[Stored data]
=== Section Start ===
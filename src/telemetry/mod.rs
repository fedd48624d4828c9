//! Logging and OpenTelemetry setup.
//!
//! Installs a tracing-subscriber registry. With an OTLP endpoint the focus
//! session spans, controller metrics and log events are exported there;
//! without one, events go to stderr only.

pub mod focus;
pub mod metrics;

use crate::error::{Error, Result};
use opentelemetry_sdk::logs::SdkLoggerProvider;
use opentelemetry_sdk::metrics::SdkMeterProvider;
use opentelemetry_sdk::trace::SdkTracerProvider;

/// Configuration for telemetry initialization.
pub struct TelemetryConfig {
    /// Optional OTLP endpoint (e.g. "http://localhost:4317").
    pub endpoint: Option<String>,
    /// The service name reported in telemetry signals.
    pub service_name: String,
    /// Filter used when `RUST_LOG` is unset (e.g. "info", "autofocus_rs=debug").
    pub log_level: String,
}

/// OTLP providers, present only when an endpoint was configured.
struct Pipelines {
    tracer: SdkTracerProvider,
    meter: SdkMeterProvider,
    logger: SdkLoggerProvider,
}

/// Keeps the OTel pipelines alive. Dropping it flushes and shuts them down.
pub struct TelemetryGuard {
    pipelines: Option<Pipelines>,
}

impl TelemetryGuard {
    pub fn force_flush(&self) {
        if let Some(ref p) = self.pipelines {
            let _ = p.tracer.force_flush();
            let _ = p.meter.force_flush();
            let _ = p.logger.force_flush();
        }
    }
}

impl Drop for TelemetryGuard {
    fn drop(&mut self) {
        if let Some(p) = self.pipelines.take() {
            let _ = p.logger.shutdown();
            let _ = p.meter.shutdown();
            let _ = p.tracer.shutdown();
        }
    }
}

/// Initialize logging, and OTLP export when an endpoint is configured.
///
/// # Errors
///
/// Returns an error if an OTLP exporter fails to build or a global tracing
/// subscriber is already installed.
pub fn init_telemetry(config: TelemetryConfig) -> Result<TelemetryGuard> {
    use opentelemetry::trace::TracerProvider as _;
    use tracing_subscriber::EnvFilter;
    use tracing_subscriber::layer::SubscriberExt as _;
    use tracing_subscriber::util::SubscriberInitExt as _;

    let env_filter = EnvFilter::try_from_default_env()
        .unwrap_or_else(|_| EnvFilter::new(config.log_level.as_str()));

    let Some(endpoint) = config.endpoint else {
        tracing_subscriber::registry()
            .with(env_filter)
            .with(tracing_subscriber::fmt::layer())
            .try_init()
            .map_err(|e| Error::Other(format!("failed to init tracing subscriber: {e}")))?;
        return Ok(TelemetryGuard { pipelines: None });
    };

    let pipelines = build_pipelines(&endpoint, config.service_name)?;
    opentelemetry::global::set_meter_provider(pipelines.meter.clone());

    let trace_layer =
        tracing_opentelemetry::layer().with_tracer(pipelines.tracer.tracer("autofocus-rs"));
    let log_layer = opentelemetry_appender_tracing::layer::OpenTelemetryTracingBridge::new(
        &pipelines.logger,
    );

    tracing_subscriber::registry()
        .with(env_filter)
        .with(tracing_subscriber::fmt::layer().compact())
        .with(trace_layer)
        .with(log_layer)
        .try_init()
        .map_err(|e| Error::Other(format!("failed to init tracing subscriber: {e}")))?;

    Ok(TelemetryGuard {
        pipelines: Some(pipelines),
    })
}

fn build_pipelines(endpoint: &str, service_name: String) -> Result<Pipelines> {
    use opentelemetry_otlp::WithExportConfig as _;

    let resource = opentelemetry_sdk::Resource::builder()
        .with_service_name(service_name)
        .build();

    let spans = opentelemetry_otlp::SpanExporter::builder()
        .with_tonic()
        .with_endpoint(endpoint)
        .build()
        .map_err(|e| exporter_err("span", e))?;
    let tracer = SdkTracerProvider::builder()
        .with_batch_exporter(spans)
        .with_resource(resource.clone())
        .build();

    let metrics = opentelemetry_otlp::MetricExporter::builder()
        .with_tonic()
        .with_endpoint(endpoint)
        .build()
        .map_err(|e| exporter_err("metric", e))?;
    let meter = SdkMeterProvider::builder()
        .with_periodic_exporter(metrics)
        .with_resource(resource.clone())
        .build();

    let logs = opentelemetry_otlp::LogExporter::builder()
        .with_tonic()
        .with_endpoint(endpoint)
        .build()
        .map_err(|e| exporter_err("log", e))?;
    let logger = SdkLoggerProvider::builder()
        .with_batch_exporter(logs)
        .with_resource(resource)
        .build();

    Ok(Pipelines {
        tracer,
        meter,
        logger,
    })
}

fn exporter_err(kind: &str, e: impl std::fmt::Display) -> Error {
    Error::Other(format!("failed to create OTLP {kind} exporter: {e}"))
}
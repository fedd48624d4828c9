//! # autofocus-rs
//!
//! Keeps a camera continuously focused: request a focus pass, wait for the
//! completion callback, re-arm after a fixed delay, and stay safe under
//! concurrent start/stop.
//!
//! Provides the controller, the camera control-surface trait (with a
//! simulated camera), configuration, and OpenTelemetry observability.

pub mod camera;
pub mod config;
pub mod controller;
pub mod error;
pub mod telemetry;

pub use camera::{FocusCallback, FocusControl, FocusMode};
pub use controller::{AutoFocusConfig, AutoFocusController, FocusPhase};
pub use error::{Error, Result};
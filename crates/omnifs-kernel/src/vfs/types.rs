//! Core VFS types.
//!
//! These are the backend-neutral value types that every filesystem
//! translates its native metadata into.

use std::fmt;
use std::sync::Arc;
use std::time::{Duration, SystemTime};

use serde::{Deserialize, Serialize};
use strum::{Display, EnumString};

use super::path::ByteString;

/// File type enumeration.
#[derive(Debug, Clone, Copy, PartialEq, Eq, Hash, Serialize, Deserialize)]
pub enum FileType {
    /// Regular file.
    Regular,
    /// Directory.
    Directory,
    /// Symbolic link.
    Symlink,
    /// Device, socket, fifo, or anything else.
    Other,
}

impl FileType {
    pub fn is_file(&self) -> bool {
        matches!(self, FileType::Regular)
    }

    pub fn is_dir(&self) -> bool {
        matches!(self, FileType::Directory)
    }

    pub fn is_symlink(&self) -> bool {
        matches!(self, FileType::Symlink)
    }

    /// Decode the type bits of a POSIX `st_mode`.
    pub fn from_mode(mode: u32) -> Self {
        match mode & 0o170000 {
            0o100000 => FileType::Regular,
            0o040000 => FileType::Directory,
            0o120000 => FileType::Symlink,
            _ => FileType::Other,
        }
    }
}

/// Backend-defined identity used for same-file comparisons.
#[derive(Debug, Clone, PartialEq, Eq, Hash)]
pub enum FileKey {
    /// Device and inode number.
    Inode { dev: u64, ino: u64 },
    /// Opaque identifier such as a document id, archive entry path or URL.
    Opaque(String),
}

/// A POSIX user or group.
#[derive(Debug, Clone, PartialEq, Eq)]
pub struct PosixPrincipal {
    pub id: u32,
    pub name: Option<ByteString>,
}

/// File metadata.
#[derive(Debug, Clone, PartialEq)]
pub struct FileMetadata {
    pub key: FileKey,
    pub file_type: FileType,
    /// Size in bytes.
    pub size: u64,
    pub last_modified: SystemTime,
    pub last_access: Option<SystemTime>,
    pub creation: Option<SystemTime>,
    /// POSIX permission bits (e.g. `0o644`), without type bits.
    pub mode: Option<u32>,
    pub owner: Option<PosixPrincipal>,
    pub group: Option<PosixPrincipal>,
    /// MIME type, for backends that track one.
    pub mime_type: Option<String>,
    /// Entry is encrypted (archive entries).
    pub encrypted: bool,
}

impl FileMetadata {
    /// Metadata with only the required fields populated.
    pub fn new(key: FileKey, file_type: FileType, size: u64, last_modified: SystemTime) -> Self {
        Self {
            key,
            file_type,
            size,
            last_modified,
            last_access: None,
            creation: None,
            mode: None,
            owner: None,
            group: None,
            mime_type: None,
            encrypted: false,
        }
    }

    pub fn is_file(&self) -> bool {
        self.file_type.is_file()
    }

    pub fn is_dir(&self) -> bool {
        self.file_type.is_dir()
    }

    pub fn is_symlink(&self) -> bool {
        self.file_type.is_symlink()
    }
}

/// Directory entry.
#[derive(Debug, Clone)]
pub struct DirectoryEntry {
    /// Entry name (not full path).
    pub name: ByteString,
    /// Entry type, when the backend knows it without another round-trip.
    pub file_type: Option<FileType>,
    /// Full metadata, when the listing already carried it.
    pub metadata: Option<FileMetadata>,
}

impl DirectoryEntry {
    pub fn new(name: impl Into<ByteString>) -> Self {
        Self {
            name: name.into(),
            file_type: None,
            metadata: None,
        }
    }

    pub fn with_metadata(name: impl Into<ByteString>, metadata: FileMetadata) -> Self {
        Self {
            name: name.into(),
            file_type: Some(metadata.file_type),
            metadata: Some(metadata),
        }
    }
}

/// Open options, validated per backend.
#[derive(Debug, Clone, Copy, PartialEq, Eq)]
pub struct OpenOptions {
    pub read: bool,
    pub write: bool,
    pub append: bool,
    pub truncate_existing: bool,
    /// Create if not exists.
    pub create: bool,
    /// Create, failing if the file exists.
    pub create_new: bool,
}

impl Default for OpenOptions {
    fn default() -> Self {
        Self {
            read: true,
            write: false,
            append: false,
            truncate_existing: false,
            create: false,
            create_new: false,
        }
    }
}

impl OpenOptions {
    /// Read-only access.
    pub fn read() -> Self {
        Self::default()
    }

    /// Write, creating or truncating.
    pub fn write() -> Self {
        Self {
            read: false,
            write: true,
            create: true,
            truncate_existing: true,
            ..Default::default()
        }
    }

    /// Write, failing if the file exists.
    pub fn create_new() -> Self {
        Self {
            read: false,
            write: true,
            create_new: true,
            ..Default::default()
        }
    }

    /// Append, creating if missing.
    pub fn append() -> Self {
        Self {
            read: false,
            write: true,
            append: true,
            create: true,
            ..Default::default()
        }
    }

    pub fn is_write(&self) -> bool {
        self.write || self.append
    }

    /// Whether opening may create the file.
    pub fn may_create(&self) -> bool {
        self.create || self.create_new
    }

    /// Whether the existing content is discarded or never existed, so a
    /// backend without random-access writes can stream the whole file.
    pub fn is_whole_file_write(&self) -> bool {
        self.truncate_existing || self.create_new
    }
}

/// Progress callback receiving cumulative bytes copied.
pub type ProgressCallback = Arc<dyn Fn(u64) + Send + Sync>;

/// Copy and move options.
#[derive(Clone)]
pub struct CopyOptions {
    pub replace_existing: bool,
    /// Also copy POSIX mode bits where both sides support them.
    pub copy_attributes: bool,
    /// Move only.
    pub atomic_move: bool,
    pub no_follow_links: bool,
    /// Minimum interval between progress callbacks.
    pub progress_interval: Duration,
    pub progress: Option<ProgressCallback>,
}

impl Default for CopyOptions {
    fn default() -> Self {
        Self {
            replace_existing: false,
            copy_attributes: false,
            atomic_move: false,
            no_follow_links: false,
            progress_interval: Duration::from_millis(200),
            progress: None,
        }
    }
}

impl CopyOptions {
    pub fn replace_existing(mut self) -> Self {
        self.replace_existing = true;
        self
    }

    pub fn atomic_move(mut self) -> Self {
        self.atomic_move = true;
        self
    }

    pub fn copy_attributes(mut self) -> Self {
        self.copy_attributes = true;
        self
    }

    pub fn no_follow_links(mut self) -> Self {
        self.no_follow_links = true;
        self
    }

    pub fn with_progress(mut self, interval: Duration, callback: ProgressCallback) -> Self {
        self.progress_interval = interval;
        self.progress = Some(callback);
        self
    }
}

impl fmt::Debug for CopyOptions {
    fn fmt(&self, f: &mut fmt::Formatter<'_>) -> fmt::Result {
        f.debug_struct("CopyOptions")
            .field("replace_existing", &self.replace_existing)
            .field("copy_attributes", &self.copy_attributes)
            .field("atomic_move", &self.atomic_move)
            .field("no_follow_links", &self.no_follow_links)
            .field("progress_interval", &self.progress_interval)
            .field("progress", &self.progress.is_some())
            .finish()
    }
}

/// File store (volume) information.
#[derive(Debug, Clone, Default, PartialEq, Eq, Serialize, Deserialize)]
pub struct FileStore {
    /// Store name, e.g. a device, host or archive file name.
    pub name: String,
    /// Store type, e.g. "ext4", "ftp", "zip".
    pub store_type: String,
    pub read_only: bool,
    pub total_space: u64,
    pub usable_space: u64,
    pub unallocated_space: u64,
    pub block_size: u64,
}

/// The closed set of backend kinds.
#[derive(Debug, Clone, Copy, PartialEq, Eq, Hash, Display, EnumString)]
#[strum(serialize_all = "lowercase")]
pub enum BackendKind {
    Local,
    Archive,
    Document,
    Content,
    Ftp,
    Dav,
}

impl BackendKind {
    /// URI schemes served by this kind.
    pub fn schemes(&self) -> &'static [&'static str] {
        match self {
            BackendKind::Local => &["file"],
            BackendKind::Archive => &["archive"],
            BackendKind::Document => &["document"],
            BackendKind::Content => &["content"],
            BackendKind::Ftp => &["ftp", "ftps", "ftpes"],
            BackendKind::Dav => &["dav", "davs"],
        }
    }

    pub fn from_scheme(scheme: &str) -> Option<Self> {
        const ALL: [BackendKind; 6] = [
            BackendKind::Local,
            BackendKind::Archive,
            BackendKind::Document,
            BackendKind::Content,
            BackendKind::Ftp,
            BackendKind::Dav,
        ];
        ALL.into_iter()
            .find(|kind| kind.schemes().iter().any(|s| s.eq_ignore_ascii_case(scheme)))
    }
}

#[cfg(test)]
mod tests {
    use super::*;
    use std::str::FromStr;

    #[test]
    fn test_file_type_from_mode() {
        assert_eq!(FileType::from_mode(0o100644), FileType::Regular);
        assert_eq!(FileType::from_mode(0o040755), FileType::Directory);
        assert_eq!(FileType::from_mode(0o120777), FileType::Symlink);
        assert_eq!(FileType::from_mode(0o020666), FileType::Other);
    }

    #[test]
    fn test_open_options() {
        let read = OpenOptions::read();
        assert!(read.read);
        assert!(!read.is_write());

        let write = OpenOptions::write();
        assert!(write.is_write());
        assert!(write.is_whole_file_write());

        let append = OpenOptions::append();
        assert!(append.is_write());
        assert!(!append.is_whole_file_write());
        assert!(append.may_create());
    }

    #[test]
    fn test_copy_options_builder() {
        let options = CopyOptions::default().replace_existing().atomic_move();
        assert!(options.replace_existing);
        assert!(options.atomic_move);
        assert!(!options.copy_attributes);
        assert!(options.progress.is_none());
    }

    #[test]
    fn test_backend_kind_schemes() {
        assert_eq!(BackendKind::from_scheme("ftpes"), Some(BackendKind::Ftp));
        assert_eq!(BackendKind::from_scheme("DAVS"), Some(BackendKind::Dav));
        assert_eq!(BackendKind::from_scheme("gopher"), None);
        assert_eq!(BackendKind::Archive.to_string(), "archive");
        assert_eq!(BackendKind::from_str("document").unwrap(), BackendKind::Document);
    }

    #[test]
    fn test_directory_entry_with_metadata() {
        let meta = FileMetadata::new(
            FileKey::Opaque("x".into()),
            FileType::Directory,
            0,
            SystemTime::UNIX_EPOCH,
        );
        let entry = DirectoryEntry::with_metadata("x", meta);
        assert_eq!(entry.file_type, Some(FileType::Directory));
        assert!(entry.metadata.is_some());
    }
}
=== Section End ===
▶ _Exercise aim_:
Your answer should consist of the lines from the line with "pub fn copy_attributes(mut" to the line with "Store type, e.g." above, repeated exactly, both ends included.

▶ _Result of this exercise_:
    pub fn copy_attributes(mut self) -> Self {
        self.copy_attributes = true;
        self
    }

    pub fn no_follow_links(mut self) -> Self {
        self.no_follow_links = true;
        self
    }

    pub fn with_progress(mut self, interval: Duration, callback: ProgressCallback) -> Self {
        self.progress_interval = interval;
        self.progress = Some(callback);
        self
    }
}

impl fmt::Debug for CopyOptions {
    fn fmt(&self, f: &mut fmt::Formatter<'_>) -> fmt::Result {
        f.debug_struct("CopyOptions")
            .field("replace_existing", &self.replace_existing)
            .field("copy_attributes", &self.copy_attributes)
            .field("atomic_move", &self.atomic_move)
            .field("no_follow_links", &self.no_follow_links)
            .field("progress_interval", &self.progress_interval)
            .field("progress", &self.progress.is_some())
            .finish()
    }
}

/// File store (volume) information.
#[derive(Debug, Clone, Default, PartialEq, Eq, Serialize, Deserialize)]
pub struct FileStore {
    /// Store name, e.g. a device, host or archive file name.
    pub name: String,
    /// Store type, e.g. "ext4", "ftp", "zip".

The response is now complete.